There isn't a strong reason that GeoJSON APIs can't be prepared to be RESTful, or even approaching REST better, prescribed by the specification. That is, the specification allows you to define links within your GeoJSON data; FeatureServer has considered doing this, but it is true that a lack of spec limits desire to implement. A 'link' property on any GeoJSON object that has a corresponding resource, possibly just as a string, or as an object with an 'href' propety and option type or whatever, would be reasonable. With most consumers of JSON being programatic, though, REST tends to matter less (in my opinion). If there was ever an interface browser for JSON that actually was RESTful, then it might matter more. (Hm. I could actually build a little wxPython widget to do that... could be interesting in forcing people to realize that their JSON isn't restful.)

Re: Links in content

Author: Sean

Right. A GeoJSON API can invent its own linking construct, like ESRI did, but there's a risk of getting it wrong or, at the very least, too different. Until there's a standard, or at least consensus, JSON APIs will tend to be like snowflakes. And again: API developers should consider whether they need REST. An HTTP API that uses GET/POST properly and supports expiration/validation (and maybe even paging) is worthy enough. Hierarchical URIs like the ones of the Congress API do let you add in the hypertext constraint for full REST if you want it, and so have a non-cosmetic advantage, after all.

Re: Links in content

Author: Keyur

KML network links is a great example as well.

linking

Author: Ian Bicking

I don't think GeoJSON is necessarily any more lacking in linking than, say, Atom. XML doesn't have any native sense of a "link", but Atom does -- if you use the link tag, you are creating a link (when using some extension tag, though, it's unclear if you are linking or not).

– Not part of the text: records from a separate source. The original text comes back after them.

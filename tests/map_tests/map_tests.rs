//! Tests for the segmented hash and tree maps
//!
//! These tests verify:
//! - Insert/get/replace/remove semantics for both map kinds
//! - Hash segment growth and tree leaf splits/merges
//! - Ordered iteration and range bounds
//! - Segment isolation under a held segment lock
//! - Catalog persistence, kind checks and rollback behavior
//! - Concurrent writers with fair and unfair locks
//! - Handles to rolled-back maps fail instead of touching reused records

use std::ops::Bound;
use std::thread;
use std::time::Duration;

use crossbeam::channel;
use emberkv::config::{CacheMode, Config, Diagnostics, Location};
use emberkv::{Db, EmberError, MapKind};
use tempfile::TempDir;

// =============================================================================
// Helper Functions
// =============================================================================

fn memory_db(concurrency: usize) -> Db {
    Db::memory(Config::builder().concurrency_level(concurrency).build()).unwrap()
}

fn key(i: u32) -> Vec<u8> {
    format!("key-{:05}", i).into_bytes()
}

fn value(i: u32) -> Vec<u8> {
    format!("value-{}", i).into_bytes()
}

// =============================================================================
// Hash Map
// =============================================================================

#[test]
fn test_hash_insert_get_replace_remove() {
    let db = memory_db(4);
    let map = db.hash_map("users").unwrap();

    assert!(map.is_empty().unwrap());
    assert_eq!(map.insert(b"alice", b"1").unwrap(), None);
    assert_eq!(map.insert(b"bob", b"2").unwrap(), None);
    assert_eq!(map.get(b"alice").unwrap(), Some(b"1".to_vec()));
    assert!(map.contains_key(b"bob").unwrap());
    assert_eq!(map.len().unwrap(), 2);

    assert_eq!(map.insert(b"alice", b"10").unwrap(), Some(b"1".to_vec()));
    assert_eq!(map.get(b"alice").unwrap(), Some(b"10".to_vec()));
    assert_eq!(map.len().unwrap(), 2);

    assert_eq!(map.remove(b"bob").unwrap(), Some(b"2".to_vec()));
    assert_eq!(map.remove(b"bob").unwrap(), None);
    assert_eq!(map.get(b"bob").unwrap(), None);
    assert_eq!(map.len().unwrap(), 1);
}

#[test]
fn test_hash_empty_key_and_value() {
    let db = memory_db(1);
    let map = db.hash_map("edge").unwrap();

    map.insert(b"", b"empty key").unwrap();
    map.insert(b"empty value", b"").unwrap();
    assert_eq!(map.get(b"").unwrap(), Some(b"empty key".to_vec()));
    assert_eq!(map.get(b"empty value").unwrap(), Some(Vec::new()));
}

#[test]
fn test_hash_segment_grows() {
    let db = memory_db(1);
    let map = db.hash_map("big").unwrap();

    for i in 0..1500 {
        map.insert(&key(i), &value(i)).unwrap();
    }
    db.commit().unwrap();

    assert_eq!(map.len().unwrap(), 1500);
    for i in (0..1500).step_by(7) {
        assert_eq!(map.get(&key(i)).unwrap(), Some(value(i)));
    }

    let mut keys = map.keys().unwrap();
    keys.sort();
    assert_eq!(keys.len(), 1500);
    assert_eq!(keys[0], key(0));
    db.check_consistency().unwrap();
}

#[test]
fn test_hash_remove_from_chain_middle() {
    let db = memory_db(1);
    let map = db.hash_map("chain").unwrap();
    for i in 0..300 {
        map.insert(&key(i), &value(i)).unwrap();
    }
    for i in (0..300).filter(|i| i % 3 == 0) {
        assert_eq!(map.remove(&key(i)).unwrap(), Some(value(i)));
    }

    assert_eq!(map.len().unwrap(), 200);
    for i in 0..300 {
        let expected = (i % 3 != 0).then(|| value(i));
        assert_eq!(map.get(&key(i)).unwrap(), expected);
    }
}

// =============================================================================
// Tree Map
// =============================================================================

#[test]
fn test_tree_iterates_in_key_order() {
    let db = memory_db(4);
    let map = db.tree_map("sorted").unwrap();

    for i in [5u32, 1, 9, 3, 7, 0, 8, 2, 6, 4] {
        map.insert(&key(i), &value(i)).unwrap();
    }

    let keys = map.keys().unwrap();
    let expected: Vec<Vec<u8>> = (0..10).map(key).collect();
    assert_eq!(keys, expected);
    assert_eq!(map.len().unwrap(), 10);
}

#[test]
fn test_tree_range_bounds() {
    let db = memory_db(2);
    let map = db.tree_map("ranges").unwrap();
    for i in 0..50 {
        map.insert(&key(i), &value(i)).unwrap();
    }
    let (k10, k20) = (key(10), key(20));

    let inclusive = map
        .range(Bound::Included(&k10[..]), Bound::Included(&k20[..]))
        .unwrap();
    assert_eq!(inclusive.len(), 11);
    assert_eq!(inclusive[0], (key(10), value(10)));
    assert_eq!(inclusive[10].0, key(20));

    let exclusive = map
        .range(Bound::Excluded(&k10[..]), Bound::Excluded(&k20[..]))
        .unwrap();
    assert_eq!(exclusive.len(), 9);
    assert_eq!(exclusive[0].0, key(11));

    let tail = map.range(Bound::Included(&k20[..]), Bound::Unbounded).unwrap();
    assert_eq!(tail.len(), 30);

    let head = map.range(Bound::Unbounded, Bound::Excluded(&k10[..])).unwrap();
    assert_eq!(head.len(), 10);

    let empty = map
        .range(Bound::Included(&k20[..]), Bound::Excluded(&k10[..]))
        .unwrap();
    assert!(empty.is_empty());
}

#[test]
fn test_tree_splits_and_shrinks() {
    let db = memory_db(1);
    let map = db.tree_map("leaves").unwrap();

    // Descending inserts split the first leaf repeatedly
    for i in (0..400).rev() {
        map.insert(&key(i), &value(i)).unwrap();
    }
    assert_eq!(map.len().unwrap(), 400);
    assert_eq!(map.keys().unwrap(), (0..400).map(key).collect::<Vec<_>>());

    // Emptying whole leaves removes them from the index
    for i in 0..390 {
        assert_eq!(map.remove(&key(i)).unwrap(), Some(value(i)));
    }
    assert_eq!(map.len().unwrap(), 10);
    assert_eq!(map.keys().unwrap(), (390..400).map(key).collect::<Vec<_>>());

    // Keys below every remaining leaf still land somewhere sensible
    map.insert(&key(0), &value(0)).unwrap();
    assert_eq!(map.get(&key(0)).unwrap(), Some(value(0)));
    assert_eq!(map.keys().unwrap()[0], key(0));

    db.commit().unwrap();
    db.check_consistency().unwrap();
}

#[test]
fn test_tree_replace_keeps_count() {
    let db = memory_db(2);
    let map = db.tree_map("replace").unwrap();
    map.insert(b"k", b"v1").unwrap();
    assert_eq!(map.insert(b"k", b"v2").unwrap(), Some(b"v1".to_vec()));
    assert_eq!(map.len().unwrap(), 1);
    assert_eq!(map.get(b"k").unwrap(), Some(b"v2".to_vec()));
    assert_eq!(map.remove(b"missing").unwrap(), None);
}

// =============================================================================
// Segments
// =============================================================================

#[test]
fn test_segment_count_follows_concurrency_level() {
    let db = memory_db(8);
    let hash = db.hash_map("h").unwrap();
    let tree = db.tree_map("t").unwrap();
    assert_eq!(hash.segment_count(), 8);
    assert_eq!(tree.segment_count(), 8);
    assert!(hash.segment_of(b"anything") < 8);
}

#[test]
fn test_held_segment_does_not_block_others() {
    let db = memory_db(4);
    let map = db.hash_map("isolated").unwrap();

    let blocked_key = key(0);
    let blocked_segment = map.segment_of(&blocked_key);
    let free_key = (1..)
        .map(key)
        .find(|k| map.segment_of(k) != blocked_segment)
        .unwrap();

    let (map_ref, free_ref, blocked_ref) = (&map, &free_key, &blocked_key);
    thread::scope(|s| {
        let hold = map_ref.lock_segment(blocked_segment);

        let (free_tx, free_rx) = channel::bounded(1);
        s.spawn(move || {
            map_ref.insert(free_ref, b"free").unwrap();
            free_tx.send(()).unwrap();
        });
        assert!(free_rx.recv_timeout(Duration::from_secs(5)).is_ok());

        let (blocked_tx, blocked_rx) = channel::bounded(1);
        s.spawn(move || {
            map_ref.insert(blocked_ref, b"blocked").unwrap();
            blocked_tx.send(()).unwrap();
        });
        assert!(blocked_rx.recv_timeout(Duration::from_millis(100)).is_err());

        drop(hold);
        assert!(blocked_rx.recv_timeout(Duration::from_secs(5)).is_ok());
    });

    assert_eq!(map.get(&blocked_key).unwrap(), Some(b"blocked".to_vec()));
    assert_eq!(map.get(&free_key).unwrap(), Some(b"free".to_vec()));
}

#[test]
fn test_concurrent_writers_unfair_and_fair() {
    for fair in [false, true] {
        let config = Config::builder()
            .concurrency_level(4)
            .lock_fairness(fair)
            .cache_mode(CacheMode::Lru)
            .cache_size(256)
            .build();
        let db = Db::memory(config).unwrap();
        let hash = db.hash_map("h").unwrap();
        let tree = db.tree_map("t").unwrap();

        thread::scope(|s| {
            for t in 0..4u32 {
                let (hash, tree) = (&hash, &tree);
                s.spawn(move || {
                    for i in 0..100 {
                        let n = t * 1000 + i;
                        hash.insert(&key(n), &value(n)).unwrap();
                        tree.insert(&key(n), &value(n)).unwrap();
                    }
                });
            }
        });

        assert_eq!(hash.len().unwrap(), 400);
        assert_eq!(tree.len().unwrap(), 400);
        let keys = tree.keys().unwrap();
        assert!(keys.windows(2).all(|w| w[0] < w[1]));
        db.commit().unwrap();
        db.check_consistency().unwrap();
    }
}

// =============================================================================
// Catalog
// =============================================================================

#[test]
fn test_catalog_persists_maps() {
    let temp_dir = TempDir::new().unwrap();
    let config = Config::builder().volume_page_size(4096).build();

    {
        let db = Db::open(Location::directory(temp_dir.path()), config.clone()).unwrap();
        db.tree_map("zeta").unwrap().insert(b"z", b"26").unwrap();
        db.hash_map("alpha").unwrap().insert(b"a", b"1").unwrap();
        db.commit().unwrap();
        db.close().unwrap();
    }

    let db = Db::open(Location::directory(temp_dir.path()), config).unwrap();
    assert_eq!(
        db.maps().unwrap(),
        vec![
            ("alpha".to_string(), MapKind::Hash),
            ("zeta".to_string(), MapKind::Tree)
        ]
    );
    assert_eq!(db.tree_map("zeta").unwrap().get(b"z").unwrap(), Some(b"26".to_vec()));
    assert_eq!(db.hash_map("alpha").unwrap().get(b"a").unwrap(), Some(b"1".to_vec()));
}

#[test]
fn test_map_kind_mismatch_is_rejected() {
    let db = memory_db(2);
    db.hash_map("shared").unwrap();
    assert!(matches!(db.tree_map("shared"), Err(EmberError::Storage(_))));
}

#[test]
fn test_rollback_restores_map_contents() {
    let db = memory_db(2);
    let map = db.hash_map("txn").unwrap();
    map.insert(b"kept", b"1").unwrap();
    db.commit().unwrap();

    map.insert(b"dropped", b"2").unwrap();
    map.insert(b"kept", b"changed").unwrap();
    db.rollback().unwrap();

    assert_eq!(map.get(b"dropped").unwrap(), None);
    assert_eq!(map.get(b"kept").unwrap(), Some(b"1".to_vec()));
    assert_eq!(map.len().unwrap(), 1);
}

#[test]
fn test_map_created_in_rolled_back_transaction() {
    let db = memory_db(2);
    db.hash_map("ephemeral").unwrap().insert(b"k", b"v").unwrap();
    db.rollback().unwrap();

    assert!(db.maps().unwrap().is_empty());

    // Reopening by name creates a fresh, empty map
    let map = db.hash_map("ephemeral").unwrap();
    assert!(map.is_empty().unwrap());
    map.insert(b"k", b"v2").unwrap();
    db.commit().unwrap();
    assert_eq!(db.maps().unwrap(), vec![("ephemeral".to_string(), MapKind::Hash)]);
}

#[test]
fn test_handle_from_rolled_back_hash_map_is_stale() {
    let db = memory_db(2);
    let stale = db.hash_map("a").unwrap();
    stale.insert(b"k", b"v").unwrap();
    db.rollback().unwrap();

    // The rolled-back map's records are gone
    assert!(matches!(stale.get(b"k"), Err(EmberError::StaleMap(_))));

    // A new map takes over the released recids
    let fresh = db.hash_map("b").unwrap();
    assert!(matches!(stale.get(b"k"), Err(EmberError::StaleMap(_))));
    assert!(matches!(stale.insert(b"k", b"x"), Err(EmberError::StaleMap(_))));
    assert!(matches!(stale.remove(b"k"), Err(EmberError::StaleMap(_))));
    assert!(matches!(stale.len(), Err(EmberError::StaleMap(_))));

    assert!(fresh.is_empty().unwrap());
    fresh.insert(b"k", b"b").unwrap();
    db.commit().unwrap();
    assert_eq!(fresh.get(b"k").unwrap(), Some(b"b".to_vec()));
    assert_eq!(fresh.len().unwrap(), 1);
}

#[test]
fn test_handle_from_rolled_back_tree_map_is_stale() {
    let db = memory_db(2);
    let stale = db.tree_map("a").unwrap();
    stale.insert(b"k", b"v").unwrap();
    db.rollback().unwrap();

    let fresh = db.tree_map("b").unwrap();
    assert!(matches!(stale.get(b"k"), Err(EmberError::StaleMap(_))));
    assert!(matches!(stale.insert(b"k", b"x"), Err(EmberError::StaleMap(_))));

    assert!(fresh.is_empty().unwrap());
    fresh.insert(b"k", b"b").unwrap();
    assert_eq!(fresh.entries().unwrap(), vec![(b"k".to_vec(), b"b".to_vec())]);
}

// =============================================================================
// Diagnostics
// =============================================================================

#[test]
fn test_maps_work_with_every_log_switch_on() {
    let config = Config::builder()
        .concurrency_level(2)
        .cache_mode(CacheMode::Lru)
        .cache_size(32)
        .async_write(true)
        .diagnostics(Diagnostics {
            log_store: true,
            log_store_records: true,
            log_engine_wrappers: true,
            log_maps: true,
            ..Diagnostics::default()
        })
        .build();
    let db = Db::memory(config).unwrap();

    let hash = db.hash_map("logged").unwrap();
    let tree = db.tree_map("ordered").unwrap();
    for i in 0..300 {
        hash.insert(&key(i), &value(i)).unwrap();
        tree.insert(&key(i), &value(i)).unwrap();
    }
    hash.remove(&key(0)).unwrap();
    db.commit().unwrap();

    assert_eq!(hash.len().unwrap(), 299);
    assert_eq!(tree.get(&key(150)).unwrap(), Some(value(150)));
    db.close().unwrap();
}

It's a link because the Atom specification (itself built on the XML syntax) defines it as a link. Similarly GeoJSON builds on the JSON syntax, but any linkyness is based on the GeoJSON specification.

Re: Links in content

Author: Sean

Yes, Ian, but we punted when faced with specifying links for GeoJSON; it doesn't have them.

Re: Links in content

Author: Andrew Turner

Indeed, this goes back to the topic from quite a bit ago, and also why I'm such a fan of OpenSearch. It's simpler and more broadly applicable than WADL while giving simple links to the broadest use of any API. And results from there linking to individual resources and methods. The NavigatingWashington site is primarily just embeds, with just a little tinge of what we're doing with the API.